--- DATA FOR THIS TASK ---

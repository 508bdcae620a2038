//! Repository backend abstraction
//!
//! Every storage location the planner and executor touch goes through
//! [`RepoBackend`]. Versioned stores additionally hand out
//! [`WriteTransaction`]s that stage mutations for one branch and apply
//! them atomically on commit.

pub mod disk;
pub mod local;
pub mod memory;

use async_trait::async_trait;
use chrono::{DateTime, Utc};
use serde::{Deserialize, Serialize};
use std::fmt;
use tokio::io::{AsyncRead, AsyncWrite};

use crate::error::{Error, Result};
use crate::path;

pub use disk::DiskStore;
pub use local::LocalBackend;
pub use memory::MemoryStore;

/// Streaming reader handed out by [`RepoBackend::open_for_read`].
pub type ByteReader = Box<dyn AsyncRead + Send + Unpin>;

/// Streaming writer handed out by write operations.
pub type ByteWriter = Box<dyn AsyncWrite + Send + Unpin>;

#[derive(Debug, Clone, Copy, PartialEq, Eq, Hash, Serialize, Deserialize)]
pub enum EntryKind {
    File,
    Directory,
}

/// Metadata for one entry, as returned by `stat` and `list`.
#[derive(Debug, Clone, PartialEq, Eq, Serialize, Deserialize)]
pub struct EntryInfo {
    pub kind: EntryKind,
    pub size: u64,
    /// Last modification time, when the backend knows it.
    pub mtime: Option<DateTime<Utc>>,
}

impl EntryInfo {
    pub fn file(size: u64, mtime: Option<DateTime<Utc>>) -> Self {
        Self {
            kind: EntryKind::File,
            size,
            mtime,
        }
    }

    pub fn directory() -> Self {
        Self {
            kind: EntryKind::Directory,
            size: 0,
            mtime: None,
        }
    }

    pub fn is_dir(&self) -> bool {
        self.kind == EntryKind::Directory
    }
}

/// One child of a listed directory.
#[derive(Debug, Clone, PartialEq, Eq)]
pub struct DirEntry {
    /// Final path component.
    pub name: String,
    /// Full backend path.
    pub path: String,
    pub info: EntryInfo,
}

/// One entry found by [`walk`], addressed relative to the walk root.
#[derive(Debug, Clone)]
pub struct WalkEntry {
    pub relative: String,
    pub path: String,
    pub info: EntryInfo,
}

/// A repository on a store endpoint.
#[derive(Debug, Clone, PartialEq, Eq, Hash, PartialOrd, Ord, Serialize, Deserialize)]
pub struct RemoteId {
    pub endpoint: String,
    pub user: String,
    pub repo: String,
}

impl fmt::Display for RemoteId {
    fn fmt(&self, f: &mut fmt::Formatter<'_>) -> fmt::Result {
        write!(f, "{}/{}/{}", self.endpoint, self.user, self.repo)
    }
}

/// One atomic commit scope: a branch of a remote repository.
#[derive(Debug, Clone, PartialEq, Eq, Hash, PartialOrd, Ord, Serialize, Deserialize)]
pub struct RepoBranchKey {
    pub remote: RemoteId,
    pub branch: String,
}

impl RepoBranchKey {
    pub fn new(remote: RemoteId, branch: impl Into<String>) -> Self {
        Self {
            remote,
            branch: branch.into(),
        }
    }
}

impl fmt::Display for RepoBranchKey {
    fn fmt(&self, f: &mut fmt::Formatter<'_>) -> fmt::Result {
        write!(f, "{}/{}", self.remote, self.branch)
    }
}

/// A versioned path split into its commit scope and the path inside the branch.
#[derive(Debug, Clone, PartialEq, Eq)]
pub struct RepoPath {
    pub key: RepoBranchKey,
    /// Path inside the branch; empty for the branch root.
    pub path: String,
}

/// A committed transaction, as recorded in a branch's commit log.
#[derive(Debug, Clone, Serialize, Deserialize)]
pub struct CommitRecord {
    pub id: String,
    pub branch: String,
    pub message: String,
    /// Commit time (Unix seconds).
    pub timestamp: i64,
    /// Number of staged operations applied by this commit.
    pub changes: usize,
}

/// Storage location consumed by the planner, executor and transaction manager.
///
/// Paths are backend paths: `user/repo/branch/path` for versioned stores,
/// absolute paths for the local filesystem.
#[async_trait]
pub trait RepoBackend: Send + Sync {
    /// URL scheme served by this backend (`file`, `vcp`, `mem`).
    fn protocol(&self) -> &str;

    /// Endpoint name used to address this backend in URLs and remote ids.
    fn endpoint(&self) -> &str;

    /// Whether writes must go through branch transactions.
    fn is_versioned(&self) -> bool;

    /// Whether the backend can copy files and subtrees without moving bytes.
    fn supports_structural_copy(&self) -> bool {
        false
    }

    /// Split a path into its commit scope; `None` for non-versioned backends.
    fn resolve(&self, path: &str) -> Result<Option<RepoPath>>;

    /// Metadata for `path`, or `None` when nothing exists there.
    async fn stat(&self, path: &str) -> Result<Option<EntryInfo>>;

    /// Children of the directory at `path`.
    async fn list(&self, path: &str) -> Result<Vec<DirEntry>>;

    async fn open_for_read(&self, path: &str) -> Result<ByteReader>;

    /// Direct, non-transactional write. Versioned backends reject this.
    async fn open_for_write(&self, path: &str) -> Result<ByteWriter>;

    /// Ensure a directory exists. No-op on backends without directories.
    async fn create_dir_all(&self, path: &str) -> Result<()>;

    async fn begin_write_transaction(
        &self,
        key: &RepoBranchKey,
        message: &str,
    ) -> Result<Box<dyn WriteTransaction>>;

    /// Best-effort preloading of dedup metadata for `(branch, path)` pairs.
    async fn preload_dedup_hints(
        &self,
        remote: &RemoteId,
        paths: &[(String, String)],
        min_size: u64,
    ) -> Result<()>;

    /// Commits recorded for a branch, oldest first.
    async fn commit_log(&self, key: &RepoBranchKey) -> Result<Vec<CommitRecord>>;

    /// Remove a branch together with its commit log.
    async fn delete_branch(&self, key: &RepoBranchKey) -> Result<()> {
        Err(Error::validation(format!(
            "{}:// has no branches to delete ({})",
            self.protocol(),
            key
        )))
    }
}

/// Staged mutations against one branch.
///
/// Nothing becomes visible until [`WriteTransaction::commit`].
#[async_trait]
pub trait WriteTransaction: Send + Sync {
    /// Stage a new file (or overwrite) at `path` inside the branch.
    async fn open_for_write(&self, path: &str) -> Result<ByteWriter>;

    /// Drop the most recent staged write of `path`, e.g. after its
    /// content stream failed. Staged writes of other paths are kept.
    async fn discard_write(&self, path: &str) -> Result<()>;

    /// Copy `src_path` of `src_branch` (same repository) to `dst_path` of this branch.
    /// Empty source and destination paths copy the whole branch.
    async fn copy(&self, src_branch: &str, src_path: &str, dst_path: &str) -> Result<()>;

    async fn mv(&self, src_path: &str, dst_path: &str) -> Result<()>;

    async fn delete(&self, path: &str) -> Result<()>;

    /// Number of staged operations.
    async fn transaction_size(&self) -> usize;

    /// Apply everything staged so far and keep the transaction open.
    async fn commit_and_restart(&self) -> Result<()>;

    async fn commit(&self) -> Result<()>;

    /// Discard everything staged without touching the branch.
    async fn cancel(&self) -> Result<()>;
}

/// A `user/repo[/branch[/path]]` store path broken into components.
#[derive(Debug, Clone, PartialEq, Eq)]
pub(crate) struct StorePath {
    pub user: String,
    pub repo: String,
    pub branch: Option<String>,
    pub inner: String,
}

impl StorePath {
    pub fn parse(path: &str) -> Result<Self> {
        let trimmed = path.trim_matches('/');
        let mut parts = trimmed.splitn(4, '/');
        let user = parts.next().unwrap_or_default();
        let repo = parts.next().unwrap_or_default();
        if user.is_empty() || repo.is_empty() {
            return Err(Error::validation(format!(
                "expecting user/repo/[branch]/[path], got {:?}",
                path
            )));
        }
        let branch = parts.next().filter(|b| !b.is_empty()).map(str::to_string);
        let inner = parts.next().unwrap_or_default().trim_matches('/').to_string();
        Ok(Self {
            user: user.to_string(),
            repo: repo.to_string(),
            branch,
            inner,
        })
    }

    pub fn repo_name(&self) -> String {
        format!("{}/{}", self.user, self.repo)
    }

    pub fn remote(&self, endpoint: &str) -> RemoteId {
        RemoteId {
            endpoint: endpoint.to_string(),
            user: self.user.clone(),
            repo: self.repo.clone(),
        }
    }

    /// Resolve into a commit scope; writes need a branch.
    pub fn into_repo_path(self, endpoint: &str) -> Result<RepoPath> {
        let remote = self.remote(endpoint);
        let branch = self.branch.ok_or_else(|| {
            Error::validation(format!("branch not specified for {}", remote))
        })?;
        Ok(RepoPath {
            key: RepoBranchKey::new(remote, branch),
            path: self.inner,
        })
    }
}

/// Collect every entry below `root` with one flat, iterative traversal.
///
/// Directories are included so callers can detect kind mismatches; the
/// root itself is not.
pub async fn walk(backend: &dyn RepoBackend, root: &str) -> Result<Vec<WalkEntry>> {
    let root = path::strip_trailing_slash(root).to_string();
    let mut out = Vec::new();
    let mut pending = vec![(root.clone(), String::new())];

    while let Some((dir, prefix)) = pending.pop() {
        for entry in backend.list(&dir).await? {
            let relative = path::join(&prefix, &entry.name);
            if entry.info.is_dir() {
                pending.push((entry.path.clone(), relative.clone()));
            }
            out.push(WalkEntry {
                relative,
                path: entry.path,
                info: entry.info,
            });
        }
    }

    out.sort_by(|a, b| a.relative.cmp(&b.relative));
    Ok(out)
}

#[cfg(test)]
mod tests {
    use super::*;

    #[test]
    fn test_store_path_parse() {
        let p = StorePath::parse("alice/data/main/sub/file.csv").unwrap();
        assert_eq!(p.user, "alice");
        assert_eq!(p.repo, "data");
        assert_eq!(p.branch.as_deref(), Some("main"));
        assert_eq!(p.inner, "sub/file.csv");

        let p = StorePath::parse("alice/data/").unwrap();
        assert_eq!(p.branch, None);
        assert_eq!(p.inner, "");

        assert!(StorePath::parse("alice").is_err());
    }

    #[test]
    fn test_into_repo_path_requires_branch() {
        let p = StorePath::parse("alice/data").unwrap();
        assert!(matches!(p.into_repo_path("local"), Err(Error::Validation(_))));

        let rp = StorePath::parse("alice/data/main")
            .unwrap()
            .into_repo_path("local")
            .unwrap();
        assert_eq!(rp.key.to_string(), "local/alice/data/main");
        assert_eq!(rp.path, "");
    }
}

---

== TO DO ==
The exercise is to copy out every line above that has the word "WriteTransaction" in it.

== RESPONSE TO THIS TASK ==
//! [`WriteTransaction`]s that stage mutations for one branch and apply
    ) -> Result<Box<dyn WriteTransaction>>;
/// Nothing becomes visible until [`WriteTransaction::commit`].
pub trait WriteTransaction: Send + Sync {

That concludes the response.